Additionally, not hardcoding MLPerf-specific test constraints, like test duration and performance targets, allows users to use the LoadGen unmodified for custom testing and continuous integration purposes.

Submission Considerations

Upstream all local modifications

  • As a rule, no local modifications to the LoadGen's C++ library are allowed for submission.
  • Please upstream early and often to keep the playing field level.

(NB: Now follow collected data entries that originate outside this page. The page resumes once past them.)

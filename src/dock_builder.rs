use std::collections::BTreeMap;

use egui::{Rect, pos2};

use crate::docking::Zone;

/// Split direction with Dear ImGui `DockBuilder::SplitNode`-like semantics.
///
/// The direction indicates where the *side* node is placed relative to the *main* node.
#[derive(Clone, Copy, Debug, PartialEq, Eq)]
pub enum SplitDirection {
    Left,
    Right,
    Up,
    Down,
}

impl SplitDirection {
    /// The container edge a side node split off in this direction hugs.
    pub fn zone(self) -> Zone {
        match self {
            Self::Left => Zone::Left,
            Self::Right => Zone::Right,
            Self::Up => Zone::Top,
            Self::Down => Zone::Bottom,
        }
    }

    /// Split `rect` into `(side, main)`, giving `side_fraction` of the extent to `side`.
    pub fn split_rect(self, rect: Rect, side_fraction: f32) -> (Rect, Rect) {
        let w = rect.width() * side_fraction;
        let h = rect.height() * side_fraction;
        match self {
            Self::Left => {
                let x = rect.min.x + w;
                (
                    Rect::from_min_max(rect.min, pos2(x, rect.max.y)),
                    Rect::from_min_max(pos2(x, rect.min.y), rect.max),
                )
            }
            Self::Right => {
                let x = rect.max.x - w;
                (
                    Rect::from_min_max(pos2(x, rect.min.y), rect.max),
                    Rect::from_min_max(rect.min, pos2(x, rect.max.y)),
                )
            }
            Self::Up => {
                let y = rect.min.y + h;
                (
                    Rect::from_min_max(rect.min, pos2(rect.max.x, y)),
                    Rect::from_min_max(pos2(rect.min.x, y), rect.max),
                )
            }
            Self::Down => {
                let y = rect.max.y - h;
                (
                    Rect::from_min_max(pos2(rect.min.x, y), rect.max),
                    Rect::from_min_max(rect.min, pos2(rect.max.x, y)),
                )
            }
        }
    }
}

/// A logical node id used by [`DockBuilder`].
#[derive(Clone, Copy, Debug, PartialEq, Eq, PartialOrd, Ord, Hash)]
pub struct DockNodeId(u64);

#[derive(Clone, Debug)]
enum Node<Pane> {
    Leaf {
        panes: Vec<Pane>,
    },
    Split {
        dir: SplitDirection,
        side_fraction: f32,
        main: DockNodeId,
        side: DockNodeId,
    },
}

/// One leaf of a finished [`DockBuilder`] layout.
#[derive(Clone, Debug, PartialEq)]
pub struct DockLeaf<Pane> {
    pub node: DockNodeId,
    pub rect: Rect,

    /// Edge the leaf was split off towards, [`Zone::Center`] for the remainder of the root.
    pub zone: Zone,

    /// Panes docked into this leaf. More than one means they are tabbed together.
    pub panes: Vec<Pane>,
}

/// Scripted layout builder that feels close to Dear ImGui's `DockBuilder`:
/// you create empty nodes, split them, then dock panes into leaf nodes, and finally `finish()`
/// against a container rectangle.
///
/// Nodes are allowed to be empty; an empty leaf is a reserved area.
pub struct DockBuilder<Pane> {
    next_node_id: u64,
    nodes: BTreeMap<DockNodeId, Node<Pane>>,
}

impl<Pane> Default for DockBuilder<Pane> {
    fn default() -> Self {
        Self::new()
    }
}

impl<Pane> DockBuilder<Pane> {
    pub fn new() -> Self {
        Self {
            next_node_id: 1,
            nodes: BTreeMap::new(),
        }
    }

    fn alloc_node_id(&mut self) -> DockNodeId {
        let id = DockNodeId(self.next_node_id);
        self.next_node_id = self.next_node_id.saturating_add(1);
        id
    }

    /// Create an empty leaf node.
    #[must_use]
    pub fn add_node(&mut self) -> DockNodeId {
        let id = self.alloc_node_id();
        self.nodes.insert(id, Node::Leaf { panes: Vec::new() });
        id
    }

    /// Split an existing node and return `(side, main)` (Dear ImGui semantics).
    ///
    /// The `node` itself becomes the split, and its original content is moved into the returned
    /// `main` child node. `side_fraction` is clamped to `0.0..=1.0`.
    #[must_use]
    pub fn split_node(
        &mut self,
        node: DockNodeId,
        dir: SplitDirection,
        side_fraction: f32,
    ) -> (DockNodeId, DockNodeId) {
        let side_fraction = if side_fraction.is_finite() {
            side_fraction.clamp(0.0, 1.0)
        } else {
            0.5
        };

        let old = self
            .nodes
            .remove(&node)
            .unwrap_or(Node::Leaf { panes: Vec::new() });
        let main = self.alloc_node_id();
        self.nodes.insert(main, old);

        let side = self.add_node();

        self.nodes.insert(
            node,
            Node::Split {
                dir,
                side_fraction,
                main,
                side,
            },
        );

        (side, main)
    }

    /// Dock a pane into a leaf node. Returns `false` (dropping the pane) if `node` is a split or
    /// does not exist.
    pub fn dock_pane(&mut self, pane: Pane, node: DockNodeId) -> bool {
        match self.nodes.get_mut(&node) {
            Some(Node::Leaf { panes }) => {
                panes.push(pane);
                true
            }
            Some(Node::Split { .. }) => {
                log::warn!("dock_pane: node {node:?} is not a leaf");
                false
            }
            None => {
                log::warn!("dock_pane: node {node:?} does not exist");
                false
            }
        }
    }

    /// Dock multiple panes into a leaf node (tabbed together).
    pub fn dock_panes(&mut self, panes: impl IntoIterator<Item = Pane>, node: DockNodeId) -> bool {
        let mut ok = true;
        for pane in panes {
            ok &= self.dock_pane(pane, node);
        }
        ok
    }

    /// Finish building, assigning every leaf reachable from `root` its rectangle inside `bounds`.
    ///
    /// Leaves come out in depth-first order, main child before side child.
    pub fn finish(self, root: DockNodeId, bounds: Rect) -> Vec<DockLeaf<Pane>> {
        self.finish_map(root, bounds, Some)
    }

    /// Like [`Self::finish`], mapping docked items along the way.
    ///
    /// Returning `None` drops that item from the output.
    pub fn finish_map<OutPane>(
        self,
        root: DockNodeId,
        bounds: Rect,
        mut map: impl FnMut(Pane) -> Option<OutPane>,
    ) -> Vec<DockLeaf<OutPane>> {
        fn build_leaves<Pane, OutPane>(
            node_id: DockNodeId,
            rect: Rect,
            zone: Zone,
            nodes: &mut BTreeMap<DockNodeId, Node<Pane>>,
            out: &mut Vec<DockLeaf<OutPane>>,
            map: &mut impl FnMut(Pane) -> Option<OutPane>,
        ) {
            match nodes.remove(&node_id) {
                Some(Node::Leaf { panes }) => out.push(DockLeaf {
                    node: node_id,
                    rect,
                    zone,
                    panes: panes.into_iter().filter_map(|p| map(p)).collect(),
                }),
                Some(Node::Split {
                    dir,
                    side_fraction,
                    main,
                    side,
                }) => {
                    let (side_rect, main_rect) = dir.split_rect(rect, side_fraction);
                    build_leaves(main, main_rect, zone, nodes, out, map);
                    build_leaves(side, side_rect, dir.zone(), nodes, out, map);
                }
                None => out.push(DockLeaf {
                    node: node_id,
                    rect,
                    zone,
                    panes: Vec::new(),
                }),
            }
        }

        let mut nodes = self.nodes;
        let mut out = Vec::new();
        build_leaves(root, bounds, Zone::Center, &mut nodes, &mut out, &mut map);
        out
    }
}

Choose your TestSettings carefully!

  • Since the LoadGen is oblivious to the model, it can't enforce the MLPerf requirements for submission. e.g.: target percentiles and latencies.
  • For verification, the values in TestSettings are logged.
  • To help make sure your settings are spec compliant, use TestSettings::FromConfig in conjunction with the relevant config file provided with the reference models.

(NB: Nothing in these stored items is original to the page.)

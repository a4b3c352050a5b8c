//! Error types for directive compilation.
//!
//! Both errors are compile-stage only: rendering is total over the scalar
//! value kinds and never fails.

use thiserror::Error;

/// A syntactic modifier on an attribute specifier.
#[derive(Debug, Clone, Copy, PartialEq, Eq)]
pub enum Modifier {
	/// Trailing `=` marker: always render a value, even for falsy input.
	ForcedValue,
	/// Leading `!` marker: invert the boolean literal.
	Negation,
}

impl Modifier {
	fn describe(self) -> &'static str {
		match self {
			Self::ForcedValue => "forced values",
			Self::Negation => "negation",
		}
	}
}

/// Errors raised while compiling a directive's raw argument text.
#[derive(Debug, Clone, PartialEq, Eq, Error)]
pub enum DirectiveError {
	/// The argument text did not split into exactly two non-empty parts.
	#[error("The @{directive} directive requires exactly 2 parameters.")]
	InvalidArity {
		/// Name of the offending directive.
		directive: &'static str,
	},

	/// The attribute specifier carried a modifier this family rejects.
	#[error("The @{directive} directive does not support {}.", .modifier.describe())]
	UnsupportedModifier {
		/// Name of the offending directive.
		directive: &'static str,
		/// The rejected modifier.
		modifier: Modifier,
	},
}

/// Result type alias for directive compilation.
pub type DirectiveResult<T> = Result<T, DirectiveError>;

Responsibilities of a LoadGen User

Implement the Interfaces

  • Implement the SystemUnderTest and QuerySampleLibrary interfaces and pass them to the StartTest function.
  • Call QuerySampleComplete for every sample received by SystemUnderTest::IssueQuery.

Assess Accuracy

  • Process the mlperf_log_accuracy.json output by the LoadGen to determine the accuracy of your system.
  • For the official models, Python scripts will be provided by the MLPerf model owners for you to do this automatically.

For templates of how to do the above in detail, refer to code for the demos, tests, and reference models.

LoadGen over the Network

For reference, on a high level a submission looks like this:

The LoadGen implementation is common to all submissions, while the QSL (“Query Sample Library”) and SUT (“System Under Test”) are implemented by submitters. QSL is responsible for loading the data and includes untimed preprocessing.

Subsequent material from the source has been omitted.